*Your assignment:* Filter the records down to the lines that hold the word "VecDeque", and copy each of those lines.

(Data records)
--------

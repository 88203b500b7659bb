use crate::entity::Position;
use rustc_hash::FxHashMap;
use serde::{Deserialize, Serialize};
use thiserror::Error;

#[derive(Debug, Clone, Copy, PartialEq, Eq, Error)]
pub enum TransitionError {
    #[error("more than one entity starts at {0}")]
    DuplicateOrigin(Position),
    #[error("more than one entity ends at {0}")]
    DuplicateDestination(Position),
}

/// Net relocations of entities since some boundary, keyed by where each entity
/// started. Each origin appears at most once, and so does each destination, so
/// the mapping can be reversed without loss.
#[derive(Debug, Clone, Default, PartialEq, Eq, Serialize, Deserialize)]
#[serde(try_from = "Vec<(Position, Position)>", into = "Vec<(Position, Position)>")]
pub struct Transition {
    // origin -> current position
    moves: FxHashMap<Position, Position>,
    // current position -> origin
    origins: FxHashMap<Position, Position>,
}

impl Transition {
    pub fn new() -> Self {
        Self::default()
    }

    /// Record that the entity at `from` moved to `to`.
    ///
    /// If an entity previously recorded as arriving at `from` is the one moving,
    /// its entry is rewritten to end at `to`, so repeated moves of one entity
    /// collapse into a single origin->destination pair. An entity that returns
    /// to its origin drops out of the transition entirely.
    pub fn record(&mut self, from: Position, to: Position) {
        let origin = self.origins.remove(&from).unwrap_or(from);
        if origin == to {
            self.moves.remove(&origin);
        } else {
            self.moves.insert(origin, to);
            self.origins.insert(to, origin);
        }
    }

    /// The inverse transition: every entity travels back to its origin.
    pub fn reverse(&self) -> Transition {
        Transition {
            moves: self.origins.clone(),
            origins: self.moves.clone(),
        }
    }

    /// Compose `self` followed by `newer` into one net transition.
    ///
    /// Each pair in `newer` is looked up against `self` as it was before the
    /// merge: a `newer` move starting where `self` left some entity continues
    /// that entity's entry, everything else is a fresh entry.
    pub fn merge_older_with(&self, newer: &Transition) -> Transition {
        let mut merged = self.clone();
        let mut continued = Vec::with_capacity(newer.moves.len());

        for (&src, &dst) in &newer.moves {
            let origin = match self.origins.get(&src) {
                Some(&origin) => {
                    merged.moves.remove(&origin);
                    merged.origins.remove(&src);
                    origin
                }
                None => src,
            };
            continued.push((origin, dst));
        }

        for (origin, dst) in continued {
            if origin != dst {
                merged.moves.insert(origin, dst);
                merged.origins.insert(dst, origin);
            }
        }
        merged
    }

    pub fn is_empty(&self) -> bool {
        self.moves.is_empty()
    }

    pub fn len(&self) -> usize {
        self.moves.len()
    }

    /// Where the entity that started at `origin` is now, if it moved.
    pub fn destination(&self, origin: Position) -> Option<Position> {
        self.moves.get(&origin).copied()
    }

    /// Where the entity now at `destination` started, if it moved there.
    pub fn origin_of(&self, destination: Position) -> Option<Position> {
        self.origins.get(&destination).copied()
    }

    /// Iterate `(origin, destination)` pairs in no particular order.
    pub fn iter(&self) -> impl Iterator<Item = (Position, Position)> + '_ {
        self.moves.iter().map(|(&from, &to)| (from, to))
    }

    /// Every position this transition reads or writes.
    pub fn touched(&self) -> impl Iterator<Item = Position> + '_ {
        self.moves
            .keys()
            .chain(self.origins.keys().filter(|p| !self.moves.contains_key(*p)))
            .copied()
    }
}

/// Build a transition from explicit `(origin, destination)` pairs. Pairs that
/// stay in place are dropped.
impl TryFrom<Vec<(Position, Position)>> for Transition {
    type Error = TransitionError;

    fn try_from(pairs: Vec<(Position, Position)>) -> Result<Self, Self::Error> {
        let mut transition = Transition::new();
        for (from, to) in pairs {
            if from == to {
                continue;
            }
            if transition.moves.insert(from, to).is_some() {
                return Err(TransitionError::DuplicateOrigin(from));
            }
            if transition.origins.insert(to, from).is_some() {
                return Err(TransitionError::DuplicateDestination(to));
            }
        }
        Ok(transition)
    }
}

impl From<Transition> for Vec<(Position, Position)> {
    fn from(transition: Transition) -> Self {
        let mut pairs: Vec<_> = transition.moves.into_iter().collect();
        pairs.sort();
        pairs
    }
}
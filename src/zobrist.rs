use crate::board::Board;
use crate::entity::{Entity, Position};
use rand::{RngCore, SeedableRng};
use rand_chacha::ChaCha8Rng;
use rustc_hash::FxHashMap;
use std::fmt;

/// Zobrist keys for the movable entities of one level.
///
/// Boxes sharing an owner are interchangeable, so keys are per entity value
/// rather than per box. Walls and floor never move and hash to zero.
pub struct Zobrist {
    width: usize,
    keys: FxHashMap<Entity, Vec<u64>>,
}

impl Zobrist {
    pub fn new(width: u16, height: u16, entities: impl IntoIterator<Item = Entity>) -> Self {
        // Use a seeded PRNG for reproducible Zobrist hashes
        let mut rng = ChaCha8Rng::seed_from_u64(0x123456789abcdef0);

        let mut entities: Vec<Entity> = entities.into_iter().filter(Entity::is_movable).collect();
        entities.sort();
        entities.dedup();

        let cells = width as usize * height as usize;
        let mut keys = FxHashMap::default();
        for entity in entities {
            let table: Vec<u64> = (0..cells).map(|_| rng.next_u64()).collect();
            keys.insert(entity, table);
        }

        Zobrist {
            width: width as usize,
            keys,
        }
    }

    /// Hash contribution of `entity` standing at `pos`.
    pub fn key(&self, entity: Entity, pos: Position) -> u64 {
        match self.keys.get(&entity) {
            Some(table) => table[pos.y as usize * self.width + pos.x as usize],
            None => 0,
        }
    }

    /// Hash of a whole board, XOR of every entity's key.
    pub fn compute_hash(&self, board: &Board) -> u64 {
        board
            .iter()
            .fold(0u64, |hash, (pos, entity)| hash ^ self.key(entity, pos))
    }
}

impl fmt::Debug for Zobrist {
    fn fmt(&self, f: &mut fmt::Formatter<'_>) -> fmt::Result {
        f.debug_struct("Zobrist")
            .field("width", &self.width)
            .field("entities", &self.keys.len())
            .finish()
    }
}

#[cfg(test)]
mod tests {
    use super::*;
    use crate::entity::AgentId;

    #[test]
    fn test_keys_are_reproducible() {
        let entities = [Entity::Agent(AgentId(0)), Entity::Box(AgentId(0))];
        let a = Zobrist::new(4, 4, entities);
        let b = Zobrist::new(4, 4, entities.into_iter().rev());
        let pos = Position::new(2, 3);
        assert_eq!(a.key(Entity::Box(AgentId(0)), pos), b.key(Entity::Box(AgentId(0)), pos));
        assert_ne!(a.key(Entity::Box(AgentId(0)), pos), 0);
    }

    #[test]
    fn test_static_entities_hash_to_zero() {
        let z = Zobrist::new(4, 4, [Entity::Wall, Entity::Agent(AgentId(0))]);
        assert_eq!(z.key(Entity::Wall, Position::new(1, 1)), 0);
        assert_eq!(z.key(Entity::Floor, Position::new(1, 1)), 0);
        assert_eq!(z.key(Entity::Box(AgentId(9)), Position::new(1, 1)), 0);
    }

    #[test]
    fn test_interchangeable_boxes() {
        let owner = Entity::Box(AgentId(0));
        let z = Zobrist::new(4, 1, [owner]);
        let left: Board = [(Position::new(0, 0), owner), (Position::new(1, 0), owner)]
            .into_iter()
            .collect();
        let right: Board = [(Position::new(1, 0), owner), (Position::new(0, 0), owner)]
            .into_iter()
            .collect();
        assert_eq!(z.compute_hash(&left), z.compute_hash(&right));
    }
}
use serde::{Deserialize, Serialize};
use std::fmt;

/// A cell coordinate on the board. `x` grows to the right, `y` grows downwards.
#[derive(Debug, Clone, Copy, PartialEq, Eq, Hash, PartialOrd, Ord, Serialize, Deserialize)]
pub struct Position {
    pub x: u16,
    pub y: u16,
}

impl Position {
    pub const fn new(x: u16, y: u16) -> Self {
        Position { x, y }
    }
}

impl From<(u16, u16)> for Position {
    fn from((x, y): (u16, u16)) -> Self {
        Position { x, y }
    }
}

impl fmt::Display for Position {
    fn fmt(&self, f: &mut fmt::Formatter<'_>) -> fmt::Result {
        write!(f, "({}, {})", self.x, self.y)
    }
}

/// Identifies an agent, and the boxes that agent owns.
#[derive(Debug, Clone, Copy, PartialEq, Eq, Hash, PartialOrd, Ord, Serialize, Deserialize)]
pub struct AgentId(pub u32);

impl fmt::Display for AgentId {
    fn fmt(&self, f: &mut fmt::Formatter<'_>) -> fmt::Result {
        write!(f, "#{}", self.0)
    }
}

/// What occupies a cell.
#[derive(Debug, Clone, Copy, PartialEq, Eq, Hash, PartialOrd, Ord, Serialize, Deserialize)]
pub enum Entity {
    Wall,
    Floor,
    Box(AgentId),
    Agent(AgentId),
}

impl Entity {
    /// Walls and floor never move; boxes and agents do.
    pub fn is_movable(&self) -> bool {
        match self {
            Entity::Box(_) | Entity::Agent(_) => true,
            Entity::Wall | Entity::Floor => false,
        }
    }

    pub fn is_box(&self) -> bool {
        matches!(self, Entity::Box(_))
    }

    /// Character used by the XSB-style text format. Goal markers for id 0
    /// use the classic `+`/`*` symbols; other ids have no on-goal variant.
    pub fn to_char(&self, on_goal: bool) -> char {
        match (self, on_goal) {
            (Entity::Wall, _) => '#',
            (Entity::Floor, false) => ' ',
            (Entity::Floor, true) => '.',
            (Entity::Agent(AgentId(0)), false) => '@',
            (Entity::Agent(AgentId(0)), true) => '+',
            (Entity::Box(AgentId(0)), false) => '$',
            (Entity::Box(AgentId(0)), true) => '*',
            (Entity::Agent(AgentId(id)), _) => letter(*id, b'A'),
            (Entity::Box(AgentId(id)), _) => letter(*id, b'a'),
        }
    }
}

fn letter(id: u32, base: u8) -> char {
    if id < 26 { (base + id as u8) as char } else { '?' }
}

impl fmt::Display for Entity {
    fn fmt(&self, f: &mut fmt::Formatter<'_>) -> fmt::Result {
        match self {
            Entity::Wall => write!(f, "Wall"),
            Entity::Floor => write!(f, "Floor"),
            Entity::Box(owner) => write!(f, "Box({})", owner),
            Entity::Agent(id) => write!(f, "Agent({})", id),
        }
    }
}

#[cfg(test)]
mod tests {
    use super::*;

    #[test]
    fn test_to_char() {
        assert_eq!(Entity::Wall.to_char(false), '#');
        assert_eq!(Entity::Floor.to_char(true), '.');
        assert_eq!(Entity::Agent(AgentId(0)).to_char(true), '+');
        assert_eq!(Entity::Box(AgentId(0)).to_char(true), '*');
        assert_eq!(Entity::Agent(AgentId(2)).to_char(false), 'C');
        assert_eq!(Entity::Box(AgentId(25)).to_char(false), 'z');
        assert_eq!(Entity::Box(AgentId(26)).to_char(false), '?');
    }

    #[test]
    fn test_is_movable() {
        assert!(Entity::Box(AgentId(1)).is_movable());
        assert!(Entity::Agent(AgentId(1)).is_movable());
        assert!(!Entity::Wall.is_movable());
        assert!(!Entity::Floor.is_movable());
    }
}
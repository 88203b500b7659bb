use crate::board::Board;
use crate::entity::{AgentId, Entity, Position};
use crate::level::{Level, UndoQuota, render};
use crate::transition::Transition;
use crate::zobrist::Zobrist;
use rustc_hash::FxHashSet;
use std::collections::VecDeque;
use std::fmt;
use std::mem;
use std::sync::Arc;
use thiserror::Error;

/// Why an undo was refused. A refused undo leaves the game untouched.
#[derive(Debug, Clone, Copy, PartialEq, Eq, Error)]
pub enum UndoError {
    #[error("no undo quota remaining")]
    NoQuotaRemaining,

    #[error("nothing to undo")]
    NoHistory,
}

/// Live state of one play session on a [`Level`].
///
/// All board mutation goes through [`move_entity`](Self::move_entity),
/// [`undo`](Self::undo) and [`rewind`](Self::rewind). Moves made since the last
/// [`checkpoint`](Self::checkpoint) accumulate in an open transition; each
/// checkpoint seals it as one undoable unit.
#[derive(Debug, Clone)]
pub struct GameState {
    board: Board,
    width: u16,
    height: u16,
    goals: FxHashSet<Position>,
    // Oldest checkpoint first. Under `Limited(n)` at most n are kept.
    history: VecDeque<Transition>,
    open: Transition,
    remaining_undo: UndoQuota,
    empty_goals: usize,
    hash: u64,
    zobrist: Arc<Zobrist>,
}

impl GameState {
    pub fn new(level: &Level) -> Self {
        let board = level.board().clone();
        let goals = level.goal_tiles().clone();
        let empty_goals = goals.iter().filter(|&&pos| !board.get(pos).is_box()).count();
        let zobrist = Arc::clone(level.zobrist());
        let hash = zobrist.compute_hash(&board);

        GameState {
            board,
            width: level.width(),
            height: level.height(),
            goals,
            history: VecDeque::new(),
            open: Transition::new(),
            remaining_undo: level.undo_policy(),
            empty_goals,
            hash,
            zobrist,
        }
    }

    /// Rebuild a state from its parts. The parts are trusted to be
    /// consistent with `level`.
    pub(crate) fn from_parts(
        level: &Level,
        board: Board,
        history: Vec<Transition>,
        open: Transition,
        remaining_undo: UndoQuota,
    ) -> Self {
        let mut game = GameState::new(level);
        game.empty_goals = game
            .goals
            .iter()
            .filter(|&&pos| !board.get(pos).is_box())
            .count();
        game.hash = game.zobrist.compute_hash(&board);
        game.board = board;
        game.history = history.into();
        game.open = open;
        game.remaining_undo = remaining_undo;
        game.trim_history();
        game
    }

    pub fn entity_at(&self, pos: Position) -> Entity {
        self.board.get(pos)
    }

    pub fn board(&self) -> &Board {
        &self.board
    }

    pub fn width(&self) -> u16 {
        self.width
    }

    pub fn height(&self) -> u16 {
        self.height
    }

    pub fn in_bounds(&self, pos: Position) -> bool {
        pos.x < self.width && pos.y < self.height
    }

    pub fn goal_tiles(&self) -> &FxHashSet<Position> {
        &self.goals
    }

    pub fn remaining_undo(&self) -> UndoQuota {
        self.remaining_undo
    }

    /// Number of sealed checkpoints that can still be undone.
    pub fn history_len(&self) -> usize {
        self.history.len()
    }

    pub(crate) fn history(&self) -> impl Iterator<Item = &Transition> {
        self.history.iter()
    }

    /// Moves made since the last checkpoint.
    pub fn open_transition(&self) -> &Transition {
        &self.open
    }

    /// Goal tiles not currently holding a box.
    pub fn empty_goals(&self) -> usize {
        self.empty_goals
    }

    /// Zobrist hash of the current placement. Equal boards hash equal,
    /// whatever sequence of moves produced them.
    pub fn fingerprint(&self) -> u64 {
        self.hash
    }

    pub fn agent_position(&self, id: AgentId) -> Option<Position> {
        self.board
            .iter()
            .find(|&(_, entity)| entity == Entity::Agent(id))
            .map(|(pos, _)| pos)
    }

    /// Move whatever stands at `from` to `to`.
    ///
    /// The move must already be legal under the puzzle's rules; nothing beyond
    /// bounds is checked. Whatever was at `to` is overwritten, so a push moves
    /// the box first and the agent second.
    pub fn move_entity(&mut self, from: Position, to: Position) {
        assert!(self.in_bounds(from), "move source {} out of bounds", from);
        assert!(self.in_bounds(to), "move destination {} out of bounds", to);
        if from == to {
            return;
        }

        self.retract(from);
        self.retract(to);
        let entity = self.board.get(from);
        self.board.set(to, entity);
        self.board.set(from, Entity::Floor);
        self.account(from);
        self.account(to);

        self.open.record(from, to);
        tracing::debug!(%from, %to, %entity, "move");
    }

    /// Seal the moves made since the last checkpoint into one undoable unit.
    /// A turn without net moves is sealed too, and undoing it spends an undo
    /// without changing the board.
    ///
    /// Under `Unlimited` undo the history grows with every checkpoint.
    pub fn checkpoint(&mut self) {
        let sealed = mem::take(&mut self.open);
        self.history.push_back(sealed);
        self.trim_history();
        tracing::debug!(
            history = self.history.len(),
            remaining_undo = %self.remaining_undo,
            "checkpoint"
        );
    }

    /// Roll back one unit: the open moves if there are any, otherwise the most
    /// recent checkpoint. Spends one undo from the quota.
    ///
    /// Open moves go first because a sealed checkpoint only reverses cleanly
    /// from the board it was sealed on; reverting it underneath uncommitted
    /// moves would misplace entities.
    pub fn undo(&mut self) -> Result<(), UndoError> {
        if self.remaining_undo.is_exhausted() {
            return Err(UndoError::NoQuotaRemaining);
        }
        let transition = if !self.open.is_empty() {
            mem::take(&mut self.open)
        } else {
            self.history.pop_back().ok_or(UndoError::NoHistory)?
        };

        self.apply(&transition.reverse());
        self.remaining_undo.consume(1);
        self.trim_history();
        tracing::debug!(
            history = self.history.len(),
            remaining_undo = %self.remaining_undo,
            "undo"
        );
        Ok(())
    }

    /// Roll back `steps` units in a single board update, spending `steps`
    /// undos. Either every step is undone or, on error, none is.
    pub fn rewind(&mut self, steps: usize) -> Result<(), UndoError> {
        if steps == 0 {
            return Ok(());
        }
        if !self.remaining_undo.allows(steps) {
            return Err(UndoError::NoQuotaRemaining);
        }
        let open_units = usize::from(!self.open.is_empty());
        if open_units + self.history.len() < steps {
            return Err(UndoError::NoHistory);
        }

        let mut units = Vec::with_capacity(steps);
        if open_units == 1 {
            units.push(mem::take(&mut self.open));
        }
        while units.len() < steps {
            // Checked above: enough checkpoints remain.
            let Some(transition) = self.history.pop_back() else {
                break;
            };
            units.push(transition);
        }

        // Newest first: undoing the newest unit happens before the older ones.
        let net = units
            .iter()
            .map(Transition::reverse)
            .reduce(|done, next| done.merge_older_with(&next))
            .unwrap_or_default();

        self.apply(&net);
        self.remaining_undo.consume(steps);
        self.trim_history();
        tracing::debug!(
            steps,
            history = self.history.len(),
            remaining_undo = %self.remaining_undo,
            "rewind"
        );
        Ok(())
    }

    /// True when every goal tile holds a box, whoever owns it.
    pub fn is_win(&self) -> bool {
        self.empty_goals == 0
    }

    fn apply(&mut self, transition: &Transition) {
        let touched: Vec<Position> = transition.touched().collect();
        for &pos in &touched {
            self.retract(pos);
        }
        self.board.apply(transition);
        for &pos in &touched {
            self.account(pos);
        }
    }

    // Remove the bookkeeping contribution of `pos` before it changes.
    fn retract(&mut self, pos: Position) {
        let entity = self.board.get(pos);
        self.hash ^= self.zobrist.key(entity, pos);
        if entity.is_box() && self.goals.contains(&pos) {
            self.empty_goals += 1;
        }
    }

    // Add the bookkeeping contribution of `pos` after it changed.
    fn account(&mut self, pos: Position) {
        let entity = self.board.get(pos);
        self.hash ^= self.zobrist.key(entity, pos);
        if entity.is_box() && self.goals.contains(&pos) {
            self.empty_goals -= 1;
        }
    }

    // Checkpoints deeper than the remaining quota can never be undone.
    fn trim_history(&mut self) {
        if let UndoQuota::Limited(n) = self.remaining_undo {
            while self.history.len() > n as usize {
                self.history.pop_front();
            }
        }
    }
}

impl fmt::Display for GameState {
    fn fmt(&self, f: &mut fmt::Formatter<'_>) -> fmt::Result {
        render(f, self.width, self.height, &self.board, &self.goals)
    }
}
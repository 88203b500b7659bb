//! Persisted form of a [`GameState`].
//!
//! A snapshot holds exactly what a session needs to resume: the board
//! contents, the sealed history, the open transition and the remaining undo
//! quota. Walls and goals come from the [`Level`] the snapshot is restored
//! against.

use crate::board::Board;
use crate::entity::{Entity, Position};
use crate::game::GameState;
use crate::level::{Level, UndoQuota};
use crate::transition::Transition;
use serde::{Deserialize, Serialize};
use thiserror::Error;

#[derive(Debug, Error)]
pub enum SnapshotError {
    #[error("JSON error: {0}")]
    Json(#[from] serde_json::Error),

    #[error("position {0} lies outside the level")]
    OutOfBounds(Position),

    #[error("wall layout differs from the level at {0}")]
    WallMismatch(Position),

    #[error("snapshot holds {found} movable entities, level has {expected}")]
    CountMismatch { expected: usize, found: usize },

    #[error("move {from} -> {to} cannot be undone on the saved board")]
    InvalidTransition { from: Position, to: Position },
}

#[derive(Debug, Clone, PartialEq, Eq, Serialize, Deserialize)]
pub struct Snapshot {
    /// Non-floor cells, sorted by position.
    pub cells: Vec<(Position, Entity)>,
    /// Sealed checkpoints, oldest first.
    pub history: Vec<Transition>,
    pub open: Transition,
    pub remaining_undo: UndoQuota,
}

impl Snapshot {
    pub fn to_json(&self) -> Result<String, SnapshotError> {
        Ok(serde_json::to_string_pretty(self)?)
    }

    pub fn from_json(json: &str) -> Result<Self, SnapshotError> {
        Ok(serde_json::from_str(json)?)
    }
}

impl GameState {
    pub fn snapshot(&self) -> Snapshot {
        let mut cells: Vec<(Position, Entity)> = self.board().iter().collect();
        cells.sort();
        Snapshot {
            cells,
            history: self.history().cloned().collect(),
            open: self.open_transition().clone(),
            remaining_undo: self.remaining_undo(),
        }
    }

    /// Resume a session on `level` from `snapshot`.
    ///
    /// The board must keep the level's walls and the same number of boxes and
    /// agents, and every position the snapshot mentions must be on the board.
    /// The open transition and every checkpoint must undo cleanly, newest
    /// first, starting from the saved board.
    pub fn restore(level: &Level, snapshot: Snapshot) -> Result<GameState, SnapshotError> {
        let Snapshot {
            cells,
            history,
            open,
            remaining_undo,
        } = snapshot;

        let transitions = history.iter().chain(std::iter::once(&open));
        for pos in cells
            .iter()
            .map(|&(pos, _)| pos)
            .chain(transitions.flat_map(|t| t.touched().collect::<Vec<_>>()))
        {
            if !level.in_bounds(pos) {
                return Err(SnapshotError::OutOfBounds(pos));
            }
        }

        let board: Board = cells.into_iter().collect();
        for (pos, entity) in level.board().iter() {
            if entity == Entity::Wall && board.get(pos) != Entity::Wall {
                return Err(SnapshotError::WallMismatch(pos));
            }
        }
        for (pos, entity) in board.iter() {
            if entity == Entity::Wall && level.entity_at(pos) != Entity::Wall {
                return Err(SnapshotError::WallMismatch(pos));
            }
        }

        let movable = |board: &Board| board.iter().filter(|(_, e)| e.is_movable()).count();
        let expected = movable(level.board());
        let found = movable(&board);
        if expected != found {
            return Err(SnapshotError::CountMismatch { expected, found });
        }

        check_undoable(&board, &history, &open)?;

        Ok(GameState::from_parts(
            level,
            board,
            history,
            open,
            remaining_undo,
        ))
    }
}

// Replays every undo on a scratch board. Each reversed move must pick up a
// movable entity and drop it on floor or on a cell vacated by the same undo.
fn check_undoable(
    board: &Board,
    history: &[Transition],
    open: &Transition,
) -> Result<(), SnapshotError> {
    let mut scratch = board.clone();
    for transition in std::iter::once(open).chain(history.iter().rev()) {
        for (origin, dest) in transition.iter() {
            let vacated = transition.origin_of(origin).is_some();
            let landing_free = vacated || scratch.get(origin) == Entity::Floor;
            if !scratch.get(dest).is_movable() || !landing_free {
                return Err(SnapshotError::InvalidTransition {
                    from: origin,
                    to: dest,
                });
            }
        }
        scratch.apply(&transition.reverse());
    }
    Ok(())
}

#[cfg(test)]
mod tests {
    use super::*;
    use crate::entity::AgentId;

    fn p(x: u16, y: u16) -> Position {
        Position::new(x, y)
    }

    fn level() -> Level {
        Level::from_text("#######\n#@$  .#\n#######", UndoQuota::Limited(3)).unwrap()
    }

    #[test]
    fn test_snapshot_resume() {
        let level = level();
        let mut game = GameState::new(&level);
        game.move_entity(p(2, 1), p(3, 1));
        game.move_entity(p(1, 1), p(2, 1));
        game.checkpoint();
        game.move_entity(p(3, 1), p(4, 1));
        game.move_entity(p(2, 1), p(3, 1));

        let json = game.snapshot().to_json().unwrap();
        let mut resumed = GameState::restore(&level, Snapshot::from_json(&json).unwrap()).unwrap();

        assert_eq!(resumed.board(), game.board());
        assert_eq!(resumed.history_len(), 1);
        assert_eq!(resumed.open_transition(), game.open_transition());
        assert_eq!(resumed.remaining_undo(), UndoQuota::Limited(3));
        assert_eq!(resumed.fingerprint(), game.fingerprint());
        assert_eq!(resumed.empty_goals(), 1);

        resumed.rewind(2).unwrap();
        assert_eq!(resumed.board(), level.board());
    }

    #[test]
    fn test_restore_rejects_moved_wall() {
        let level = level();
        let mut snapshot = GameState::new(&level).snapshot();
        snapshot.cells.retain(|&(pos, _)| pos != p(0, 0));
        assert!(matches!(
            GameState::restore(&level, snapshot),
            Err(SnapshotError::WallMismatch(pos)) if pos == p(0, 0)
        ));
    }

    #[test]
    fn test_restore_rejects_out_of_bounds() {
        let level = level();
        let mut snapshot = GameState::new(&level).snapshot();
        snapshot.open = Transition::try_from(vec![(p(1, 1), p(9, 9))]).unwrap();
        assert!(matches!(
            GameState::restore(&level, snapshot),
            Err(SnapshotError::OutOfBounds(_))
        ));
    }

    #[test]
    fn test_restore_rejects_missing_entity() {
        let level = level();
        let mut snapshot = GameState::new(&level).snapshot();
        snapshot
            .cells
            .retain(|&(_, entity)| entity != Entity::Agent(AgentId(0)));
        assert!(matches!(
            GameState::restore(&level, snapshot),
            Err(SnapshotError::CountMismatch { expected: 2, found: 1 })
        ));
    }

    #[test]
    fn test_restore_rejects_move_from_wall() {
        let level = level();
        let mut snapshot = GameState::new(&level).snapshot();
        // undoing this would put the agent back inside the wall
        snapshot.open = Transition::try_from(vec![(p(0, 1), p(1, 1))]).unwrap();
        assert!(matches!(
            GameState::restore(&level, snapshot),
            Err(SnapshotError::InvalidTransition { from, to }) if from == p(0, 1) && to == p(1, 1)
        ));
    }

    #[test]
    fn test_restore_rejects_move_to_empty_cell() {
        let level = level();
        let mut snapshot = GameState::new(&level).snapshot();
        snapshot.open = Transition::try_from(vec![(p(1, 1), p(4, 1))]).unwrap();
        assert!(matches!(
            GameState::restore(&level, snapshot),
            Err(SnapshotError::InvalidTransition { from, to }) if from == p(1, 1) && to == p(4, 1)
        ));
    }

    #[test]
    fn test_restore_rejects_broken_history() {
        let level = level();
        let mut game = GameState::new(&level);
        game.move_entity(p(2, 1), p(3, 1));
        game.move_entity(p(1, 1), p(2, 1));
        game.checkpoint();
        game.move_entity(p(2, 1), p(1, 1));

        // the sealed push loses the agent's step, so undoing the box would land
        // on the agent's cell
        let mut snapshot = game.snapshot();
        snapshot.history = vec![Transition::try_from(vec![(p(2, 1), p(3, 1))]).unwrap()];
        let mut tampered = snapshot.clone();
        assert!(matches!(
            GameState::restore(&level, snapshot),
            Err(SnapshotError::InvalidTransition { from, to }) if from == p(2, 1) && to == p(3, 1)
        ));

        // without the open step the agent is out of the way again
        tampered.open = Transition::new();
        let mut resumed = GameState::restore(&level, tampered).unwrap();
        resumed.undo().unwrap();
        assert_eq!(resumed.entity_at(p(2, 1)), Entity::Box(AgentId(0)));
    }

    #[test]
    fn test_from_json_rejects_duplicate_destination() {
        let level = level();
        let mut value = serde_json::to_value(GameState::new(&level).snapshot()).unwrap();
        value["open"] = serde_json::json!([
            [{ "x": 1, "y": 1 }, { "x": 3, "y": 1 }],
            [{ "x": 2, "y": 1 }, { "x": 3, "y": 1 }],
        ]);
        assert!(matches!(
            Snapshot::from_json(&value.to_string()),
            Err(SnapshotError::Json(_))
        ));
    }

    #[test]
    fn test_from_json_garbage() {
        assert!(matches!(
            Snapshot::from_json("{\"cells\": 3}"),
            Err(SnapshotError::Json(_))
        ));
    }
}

--------

*Answer section:*
use std::collections::VecDeque;
    history: VecDeque<Transition>,
            history: VecDeque::new(),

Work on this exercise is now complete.